RMM tools are often lacking in even the cybersecurity basics, added Ricky Magalhaes, director of managed security services at Logicalis.
They're often not using privileged account management, nor do they use other commonplace practices such as multi-factor authentication - and many MSPs are failing to do the same.
"If you've got remote access to a customers' machines with admin privilege and the password is the same across all of the machines and that one password gets compromised, a Russian gang can hack into your system - that's a problem. This is what keeps happening; it happened with SolarWinds, it's happened with Kaseya. My question is: when are we going to learn?"
Magalhaes blasted Kaseya directly for failing to properly secure its tools.

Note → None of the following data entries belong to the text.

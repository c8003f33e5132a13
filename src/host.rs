//! The host page as the sorting session sees it: an account object, a
//! navigation function, and a scripted renderer that builds the scouts' log
//! markup the way the host does.

use tracing::{debug, trace};

use crate::domain::SortConfig;
use crate::dom::{Binding, Document, NodeId};

pub const HEADER_TITLES: [&str; 5] = ["Cell", "Status", "Player A", "Player B", "Last Updated"];

/// Authorization and identity provided by the host.
pub trait Account {
    fn uid(&self) -> Option<u64>;
    fn username(&self) -> &str;
    fn can(&self, capability: &str) -> bool;
}

/// The host's "jump to cell" action.
pub trait Navigator {
    fn close_panel(&mut self);
    fn jump_to_cell(&mut self, id: u64);
}

#[derive(Debug, Clone, Default)]
pub struct StaticAccount {
    pub uid: Option<u64>,
    pub username: String,
    pub capabilities: Vec<String>,
}

impl StaticAccount {
    pub fn new(uid: u64, username: &str, capabilities: &[&str]) -> Self {
        Self {
            uid: Some(uid),
            username: username.to_string(),
            capabilities: capabilities.iter().map(|c| c.to_string()).collect(),
        }
    }
}

impl Account for StaticAccount {
    fn uid(&self) -> Option<u64> {
        self.uid
    }

    fn username(&self) -> &str {
        &self.username
    }

    fn can(&self, capability: &str) -> bool {
        self.capabilities.iter().any(|c| c == capability)
    }
}

/// Remembers every navigation request.
#[derive(Debug, Default)]
pub struct RecordingNavigator {
    pub closed: usize,
    pub jumps: Vec<u64>,
}

impl Navigator for RecordingNavigator {
    fn close_panel(&mut self) {
        self.closed += 1;
    }

    fn jump_to_cell(&mut self, id: u64) {
        self.jumps.push(id);
    }
}

/// One scouts' log row as the host knows it, before it is rendered.
#[derive(Debug, Clone, PartialEq, Eq, Default)]
pub struct LogEntry {
    pub name: String,
    pub id: String,
    pub status: String,
    pub player_a: String,
    pub player_b: String,
    pub timestamp: String,
}

impl LogEntry {
    pub fn new(name: &str, id: u64, status: &str, a: &str, b: &str, timestamp: &str) -> Self {
        Self {
            name: name.to_string(),
            id: id.to_string(),
            status: status.to_string(),
            player_a: a.to_string(),
            player_b: b.to_string(),
            timestamp: timestamp.to_string(),
        }
    }
}

/// Scripted host page. Each method is one host task; mutation records
/// queue up until the session pumps them.
#[derive(Debug)]
pub struct HostPage {
    pub doc: Document,
    config: SortConfig,
    content: Option<NodeId>,
}

impl HostPage {
    pub fn new(config: &SortConfig) -> Self {
        Self {
            doc: Document::new(),
            config: config.clone(),
            content: None,
        }
    }

    /// Adds the (still empty) scouts' log panel.
    pub fn install_panel(&mut self) -> NodeId {
        if let Some(content) = self.content {
            return content;
        }
        let panel = self.doc.create_element("div");
        self.doc.set_attribute(panel, "id", self.config.panel_id.as_str());
        let content = self.doc.create_element("div");
        self.doc.add_class(content, &self.config.panel_content_class);
        let body = self.doc.body();
        self.doc.append_child(body, panel);
        self.doc.append_child(panel, content);
        self.content = Some(content);
        content
    }

    /// Opens the Mystic tab. The table skeleton is kept when it already
    /// exists, the body is always emptied and the options bar re-added.
    pub fn open_tab(&mut self) {
        let content = self.install_panel();

        for node in self.doc.children(content).to_vec() {
            if self.doc.has_class(node, &self.config.options_class) {
                self.doc.remove(node);
            }
        }

        let tbody = match self.doc.query(&self.config.body_selector()) {
            Some(tbody) => tbody,
            None => self.render_skeleton(content),
        };
        self.doc.empty(tbody);

        let options = self.doc.create_element("div");
        self.doc.add_class(options, &self.config.options_class);
        self.doc.prepend_child(content, options);
        debug!("Host opened the Mystic tab");
    }

    /// Fills the table body with rendered rows.
    pub fn populate(&mut self, entries: &[LogEntry]) {
        let Some(tbody) = self.doc.query(&self.config.body_selector()) else {
            return;
        };
        for entry in entries {
            let tr = self.render_row(entry);
            self.doc.append_child(tbody, tr);
        }
        debug!("Host rendered {} rows", entries.len());
    }

    /// Tears the panel content down, header included.
    pub fn close_panel(&mut self) {
        if let Some(content) = self.content {
            self.doc.empty(content);
        }
    }

    pub fn body(&self) -> Option<NodeId> {
        self.doc.query(&self.config.body_selector())
    }

    pub fn header(&self) -> Option<NodeId> {
        self.doc.query(&self.config.header_selector())
    }

    /// Finds the jump control rendered for `id`.
    pub fn jump_control(&self, id: &str) -> Option<NodeId> {
        let body = self.body()?;
        self.doc.descendants(body).into_iter().find(|&n| {
            self.doc.has_class(n, &self.config.jump_class)
                && self.doc.attribute(n, &self.config.jump_attribute) == Some(id)
        })
    }

    /// Row names in current DOM order.
    pub fn row_names(&self) -> Vec<String> {
        let Some(body) = self.body() else {
            return Vec::new();
        };
        self.doc
            .children(body)
            .iter()
            .map(|&tr| {
                self.doc
                    .children(tr)
                    .first()
                    .map(|&td| self.doc.inner_text(td))
                    .unwrap_or_default()
            })
            .collect()
    }

    /// Plain text rendering of the table, one line per row.
    pub fn render_text(&self) -> String {
        let mut lines = Vec::new();
        let line = |cells: &[NodeId]| {
            cells
                .iter()
                .map(|&c| format!("{:<24}", self.doc.inner_text(c)))
                .collect::<Vec<_>>()
                .join(" | ")
        };
        if let Some(header) = self.header() {
            lines.push(line(self.doc.children(header)));
        }
        if let Some(body) = self.body() {
            for &tr in self.doc.children(body) {
                lines.push(line(self.doc.children(tr)));
            }
        }
        lines.join("\n")
    }

    fn render_skeleton(&mut self, content: NodeId) -> NodeId {
        let main = self.doc.create_element("div");
        self.doc.set_attribute(main, "id", self.config.table_id.as_str());
        let table = self.doc.create_element("table");
        let thead = self.doc.create_element("thead");
        let header = self.doc.create_element("tr");
        for title in HEADER_TITLES {
            let th = self.doc.create_element("th");
            self.doc.set_text(th, title);
            self.doc.append_child(header, th);
        }
        let tbody = self.doc.create_element("tbody");
        self.doc.append_child(thead, header);
        self.doc.append_child(table, thead);
        self.doc.append_child(table, tbody);
        self.doc.append_child(main, table);
        self.doc.append_child(content, main);
        tbody
    }

    fn render_row(&mut self, entry: &LogEntry) -> NodeId {
        let tr = self.doc.create_element("tr");
        let texts = [
            format!("{} ({})", entry.name, entry.id),
            entry.status.clone(),
            entry.player_a.clone(),
            entry.player_b.clone(),
            entry.timestamp.clone(),
        ];
        for (idx, text) in texts.into_iter().enumerate() {
            let td = self.doc.create_element("td");
            self.doc.set_text(td, text);
            if idx == 0 {
                let jump = self.doc.create_element("button");
                self.doc.add_class(jump, &self.config.jump_class);
                self.doc
                    .set_attribute(jump, &self.config.jump_attribute, entry.id.as_str());
                self.doc.bind(jump, Binding::Navigate);
                self.doc.append_child(td, jump);
            }
            self.doc.append_child(tr, td);
        }
        trace!("Rendered row {tr:?} for {}", entry.name);
        tr
    }
}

"They're not paying attention to basic security. You should use credentials that rotate or change, use multi-factor authentication, there are so many technical controls they're just not following. They're effectively playing in the middle of traffic and then wondering why they're getting run over.
"Once you've got the password, by virtue of how the software works, you can just login; you don't even need to hack anything," he said.
The lack of security in RMM tools put MSPs in an incredibly difficult position. They rely on these tools to provide services to their customers, but are now finding themselves in the centre of the storm.
"MSPs really don't have the ability to verify the level of security of these tools. But if they don't use them, they can't provide the service. It's a really difficult position."
"A lot of the tools are not as secure as you might think they are. And actually, there's a lot of research that actually demonstrates that last year a lot of the high impact security vulnerabilities have been from security products. So there's a track record of security products having vulnerabilities."
He added that current security practices need to change as attacks against MSPs accelerate.
Most put a lot of emphasis on detection-based processes, with massive investment going into SIEM tools such as Splunk and other providers, but businesses haven't paid enough attention to the recovery and response phase of cybersecurity, said Greeff.
This will become even more vital for MSPs as cyberattacks accelerate in terms of both severity and frequency.
A recent report by Canalys suggests that RMM vendors including Kaseya, ConnectWise, Datto and SolarWinds are increasing their security focus as they come under more scrutiny.
"Firmware and patch management security providing continuous vulnerability assessments is going to be critical to address the rise in software supply chain attacks," the report reads.
Far reaching impact on MSPs
The UK government has already launched a consultation which could result in MSPs being forced to follow new security standards to help fight back against the rise in supply chain attacks.
Many MSP bosses that spoke to CRN cautiously welcomed the news, claiming that intervention would rise security standards across the UK.
In 2019, Canalys' Steve Brazier predicted that MSPs themselves could come under more scrutiny from customers as their MSPs become a larger target.
"Managed service providers are the weakest link in the chain. And sometimes you might not have done anything wrong, but the tools you're using are vulnerable. ConnectWise was guilty for example of having a breech in their systems. You may have done everything right and you're still the weakest link in the chain.
"Your customers are going to rack up, and rack up the requirements you need to have in order to do business with them. And we're seeing that as customers have one bad experience, suddenly the requirements on their MSPs are going to go up, and up."